**ABOUT THIS EXERCISE**. Each of the entries should be retyped precisely as it appears.
Segment Start: DATA
// file: src/config/mod.rs
// version: 2.1.0
// guid: b7d1f4a6-2c93-4e58-a0f2-6e8c1d5b3a97

//! Configuration module for the stack upgrade agent
//!
//! Handles loading and validation of run settings and the device inventory.

pub mod inventory;
pub mod loader;

pub use inventory::{ImageTable, Inventory, InventoryHost};
pub use loader::ConfigLoader;

use serde::{Deserialize, Serialize};
use std::path::{Path, PathBuf};

use crate::upgrade::classifier::{default_keywords, Keyword};
use crate::{Result, UpgradeError};

/// Top-level run settings (`config.yaml`)
#[derive(Debug, Clone, Default, Serialize, Deserialize)]
#[serde(default)]
pub struct Settings {
    pub inventory: InventorySettings,
    pub runner: RunnerSettings,
    pub channel: ChannelSettings,
    pub image_server: ImageServerSettings,
    pub classifier: ClassifierSettings,
}

/// Inventory file locations and host filter
#[derive(Debug, Clone, Serialize, Deserialize)]
#[serde(default)]
pub struct InventorySettings {
    pub hosts: PathBuf,
    pub groups: PathBuf,
    pub defaults: PathBuf,
    /// Only hosts with this platform tag are selected
    pub platform: String,
}

impl Default for InventorySettings {
    fn default() -> Self {
        Self {
            hosts: PathBuf::from("inventory/hosts.yaml"),
            groups: PathBuf::from("inventory/groups.yaml"),
            defaults: PathBuf::from("inventory/defaults.yaml"),
            platform: "ios".to_string(),
        }
    }
}

impl InventorySettings {
    /// Site-specific host and group files (`<site>_hosts.yaml`); defaults are shared
    pub fn for_site(&self, site: Option<&str>) -> Self {
        let Some(site) = site.filter(|s| !s.is_empty()) else {
            return self.clone();
        };
        let prefixed = |path: &PathBuf| {
            let name = path
                .file_name()
                .map(|n| n.to_string_lossy().to_string())
                .unwrap_or_default();
            path.with_file_name(format!("{}_{}", site, name))
        };
        Self {
            hosts: prefixed(&self.hosts),
            groups: prefixed(&self.groups),
            defaults: self.defaults.clone(),
            platform: self.platform.clone(),
        }
    }
}

/// Phase concurrency
#[derive(Debug, Clone, Serialize, Deserialize)]
#[serde(default)]
pub struct RunnerSettings {
    pub inspect_workers: usize,
    pub upgrade_workers: usize,
    pub reload_workers: usize,
    /// Run "show boot" during inspection to detect staged images
    pub check_boot: bool,
}

impl Default for RunnerSettings {
    fn default() -> Self {
        Self {
            inspect_workers: 10,
            upgrade_workers: 1,
            reload_workers: 1,
            check_boot: true,
        }
    }
}

/// SSH channel settings
#[derive(Debug, Clone, Serialize, Deserialize)]
#[serde(default)]
pub struct ChannelSettings {
    pub port: u16,
    pub connect_timeout_secs: u64,
    /// Scales read timeouts for the upgrade command
    pub delay_factor: u32,
}

impl Default for ChannelSettings {
    fn default() -> Self {
        Self {
            port: 22,
            connect_timeout_secs: 30,
            delay_factor: 150,
        }
    }
}

/// Transfer protocol devices use to fetch images
#[derive(Debug, Clone, Copy, PartialEq, Eq, Default, Serialize, Deserialize)]
#[serde(rename_all = "lowercase")]
pub enum ImageScheme {
    #[default]
    Http,
    Ftp,
}

impl ImageScheme {
    pub fn as_str(&self) -> &'static str {
        match self {
            ImageScheme::Http => "http",
            ImageScheme::Ftp => "ftp",
        }
    }

    pub fn default_port(&self) -> u16 {
        match self {
            ImageScheme::Http => 8000,
            ImageScheme::Ftp => 21,
        }
    }

    /// Inventory defaults key holding the server address
    pub fn inventory_key(&self) -> &'static str {
        match self {
            ImageScheme::Http => "http_ip",
            ImageScheme::Ftp => "ftp_ip",
        }
    }
}

/// Image distribution service settings
#[derive(Debug, Clone, Default, Serialize, Deserialize)]
#[serde(default)]
pub struct ImageServerSettings {
    pub scheme: ImageScheme,
    /// Address devices use to reach the server; falls back to
    /// `http_ip`/`ftp_ip` from the inventory defaults
    pub host: Option<String>,
    pub port: Option<u16>,
    /// Serve this directory over HTTP for the duration of the run
    pub serve_dir: Option<PathBuf>,
    /// Local bind address for the built-in server (defaults to 0.0.0.0)
    pub bind: Option<String>,
}

impl ImageServerSettings {
    pub fn effective_port(&self) -> u16 {
        self.port.unwrap_or_else(|| self.scheme.default_port())
    }

    /// Base URL for images, e.g. `http://10.1.1.5:8000`
    pub fn base_url(&self) -> Result<String> {
        let host = self
            .host
            .as_deref()
            .filter(|h| !h.is_empty())
            .ok_or_else(|| UpgradeError::config("Image server host is not configured"))?;
        let port = self.effective_port();

        let url = match (self.scheme, port) {
            (ImageScheme::Ftp, 21) | (ImageScheme::Http, 80) => {
                format!("{}://{}", self.scheme.as_str(), host)
            }
            _ => format!("{}://{}:{}", self.scheme.as_str(), host, port),
        };
        Ok(url)
    }

    /// The built-in server only speaks HTTP; devices told to fetch over
    /// another scheme could never reach it.
    pub fn check_serve_dir(&self, serve_dir: Option<&Path>) -> Result<()> {
        match (serve_dir, self.scheme) {
            (Some(dir), ImageScheme::Ftp) => Err(UpgradeError::validation(format!(
                "Cannot serve {} with scheme ftp: the built-in image server only speaks HTTP",
                dir.display()
            ))),
            _ => Ok(()),
        }
    }
}

/// Result classifier vocabulary
#[derive(Debug, Clone, Serialize, Deserialize)]
#[serde(default)]
pub struct ClassifierSettings {
    pub keywords: Vec<Keyword>,
}

impl Default for ClassifierSettings {
    fn default() -> Self {
        Self {
            keywords: default_keywords(),
        }
    }
}

impl Settings {
    /// Validate the run settings
    pub fn validate(&self) -> Result<()> {
        let runner = &self.runner;
        if runner.inspect_workers == 0 || runner.upgrade_workers == 0 || runner.reload_workers == 0 {
            return Err(UpgradeError::validation("Worker counts must be at least 1"));
        }

        self.image_server
            .check_serve_dir(self.image_server.serve_dir.as_deref())?;

        if self.channel.port == 0 {
            return Err(UpgradeError::validation("SSH port cannot be 0"));
        }

        if self.channel.delay_factor == 0 {
            return Err(UpgradeError::validation("Delay factor must be at least 1"));
        }

        if self.inventory.platform.is_empty() {
            return Err(UpgradeError::validation("Inventory platform filter cannot be empty"));
        }

        if self.classifier.keywords.is_empty() {
            return Err(UpgradeError::validation("Classifier keyword table cannot be empty"));
        }

        Ok(())
    }
}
Segment End: DATA
**RESPONSE BELOW**.
// file: src/config/mod.rs
// version: 2.1.0
// guid: b7d1f4a6-2c93-4e58-a0f2-6e8c1d5b3a97

//! Configuration module for the stack upgrade agent
//!
//! Handles loading and validation of run settings and the device inventory.

pub mod inventory;
pub mod loader;

pub use inventory::{ImageTable, Inventory, InventoryHost};
pub use loader::ConfigLoader;

use serde::{Deserialize, Serialize};
use std::path::{Path, PathBuf};

use crate::upgrade::classifier::{default_keywords, Keyword};
use crate::{Result, UpgradeError};

/// Top-level run settings (`config.yaml`)
#[derive(Debug, Clone, Default, Serialize, Deserialize)]
#[serde(default)]
pub struct Settings {
    pub inventory: InventorySettings,
    pub runner: RunnerSettings,
    pub channel: ChannelSettings,
    pub image_server: ImageServerSettings,
    pub classifier: ClassifierSettings,
}

/// Inventory file locations and host filter
#[derive(Debug, Clone, Serialize, Deserialize)]
#[serde(default)]
pub struct InventorySettings {
    pub hosts: PathBuf,
    pub groups: PathBuf,
    pub defaults: PathBuf,
    /// Only hosts with this platform tag are selected
    pub platform: String,
}

impl Default for InventorySettings {
    fn default() -> Self {
        Self {
            hosts: PathBuf::from("inventory/hosts.yaml"),
            groups: PathBuf::from("inventory/groups.yaml"),
            defaults: PathBuf::from("inventory/defaults.yaml"),
            platform: "ios".to_string(),
        }
    }
}

impl InventorySettings {
    /// Site-specific host and group files (`<site>_hosts.yaml`); defaults are shared
    pub fn for_site(&self, site: Option<&str>) -> Self {
        let Some(site) = site.filter(|s| !s.is_empty()) else {
            return self.clone();
        };
        let prefixed = |path: &PathBuf| {
            let name = path
                .file_name()
                .map(|n| n.to_string_lossy().to_string())
                .unwrap_or_default();
            path.with_file_name(format!("{}_{}", site, name))
        };
        Self {
            hosts: prefixed(&self.hosts),
            groups: prefixed(&self.groups),
            defaults: self.defaults.clone(),
            platform: self.platform.clone(),
        }
    }
}

/// Phase concurrency
#[derive(Debug, Clone, Serialize, Deserialize)]
#[serde(default)]
pub struct RunnerSettings {
    pub inspect_workers: usize,
    pub upgrade_workers: usize,
    pub reload_workers: usize,
    /// Run "show boot" during inspection to detect staged images
    pub check_boot: bool,
}

impl Default for RunnerSettings {
    fn default() -> Self {
        Self {
            inspect_workers: 10,
            upgrade_workers: 1,
            reload_workers: 1,
            check_boot: true,
        }
    }
}

/// SSH channel settings
#[derive(Debug, Clone, Serialize, Deserialize)]
#[serde(default)]
pub struct ChannelSettings {
    pub port: u16,
    pub connect_timeout_secs: u64,
    /// Scales read timeouts for the upgrade command
    pub delay_factor: u32,
}

impl Default for ChannelSettings {
    fn default() -> Self {
        Self {
            port: 22,
            connect_timeout_secs: 30,
            delay_factor: 150,
        }
    }
}

/// Transfer protocol devices use to fetch images
#[derive(Debug, Clone, Copy, PartialEq, Eq, Default, Serialize, Deserialize)]
#[serde(rename_all = "lowercase")]
pub enum ImageScheme {
    #[default]
    Http,
    Ftp,
}

impl ImageScheme {
    pub fn as_str(&self) -> &'static str {
        match self {
            ImageScheme::Http => "http",
            ImageScheme::Ftp => "ftp",
        }
    }

    pub fn default_port(&self) -> u16 {
        match self {
            ImageScheme::Http => 8000,
            ImageScheme::Ftp => 21,
        }
    }

    /// Inventory defaults key holding the server address
    pub fn inventory_key(&self) -> &'static str {
        match self {
            ImageScheme::Http => "http_ip",
            ImageScheme::Ftp => "ftp_ip",
        }
    }
}

/// Image distribution service settings
#[derive(Debug, Clone, Default, Serialize, Deserialize)]
#[serde(default)]
pub struct ImageServerSettings {
    pub scheme: ImageScheme,
    /// Address devices use to reach the server; falls back to
    /// `http_ip`/`ftp_ip` from the inventory defaults
    pub host: Option<String>,
    pub port: Option<u16>,
    /// Serve this directory over HTTP for the duration of the run
    pub serve_dir: Option<PathBuf>,
    /// Local bind address for the built-in server (defaults to 0.0.0.0)
    pub bind: Option<String>,
}

impl ImageServerSettings {
    pub fn effective_port(&self) -> u16 {
        self.port.unwrap_or_else(|| self.scheme.default_port())
    }

    /// Base URL for images, e.g. `http://10.1.1.5:8000`
    pub fn base_url(&self) -> Result<String> {
        let host = self
            .host
            .as_deref()
            .filter(|h| !h.is_empty())
            .ok_or_else(|| UpgradeError::config("Image server host is not configured"))?;
        let port = self.effective_port();

        let url = match (self.scheme, port) {
            (ImageScheme::Ftp, 21) | (ImageScheme::Http, 80) => {
                format!("{}://{}", self.scheme.as_str(), host)
            }
            _ => format!("{}://{}:{}", self.scheme.as_str(), host, port),
        };
        Ok(url)
    }

    /// The built-in server only speaks HTTP; devices told to fetch over
    /// another scheme could never reach it.
    pub fn check_serve_dir(&self, serve_dir: Option<&Path>) -> Result<()> {
        match (serve_dir, self.scheme) {
            (Some(dir), ImageScheme::Ftp) => Err(UpgradeError::validation(format!(
                "Cannot serve {} with scheme ftp: the built-in image server only speaks HTTP",
                dir.display()
            ))),
            _ => Ok(()),
        }
    }
}

/// Result classifier vocabulary
#[derive(Debug, Clone, Serialize, Deserialize)]
#[serde(default)]
pub struct ClassifierSettings {
    pub keywords: Vec<Keyword>,
}

impl Default for ClassifierSettings {
    fn default() -> Self {
        Self {
            keywords: default_keywords(),
        }
    }
}

impl Settings {
    /// Validate the run settings
    pub fn validate(&self) -> Result<()> {
        let runner = &self.runner;
        if runner.inspect_workers == 0 || runner.upgrade_workers == 0 || runner.reload_workers == 0 {
            return Err(UpgradeError::validation("Worker counts must be at least 1"));
        }

        self.image_server
            .check_serve_dir(self.image_server.serve_dir.as_deref())?;

        if self.channel.port == 0 {
            return Err(UpgradeError::validation("SSH port cannot be 0"));
        }

        if self.channel.delay_factor == 0 {
            return Err(UpgradeError::validation("Delay factor must be at least 1"));
        }

        if self.inventory.platform.is_empty() {
            return Err(UpgradeError::validation("Inventory platform filter cannot be empty"));
        }

        if self.classifier.keywords.is_empty() {
            return Err(UpgradeError::validation("Classifier keyword table cannot be empty"));
        }

        Ok(())
    }
}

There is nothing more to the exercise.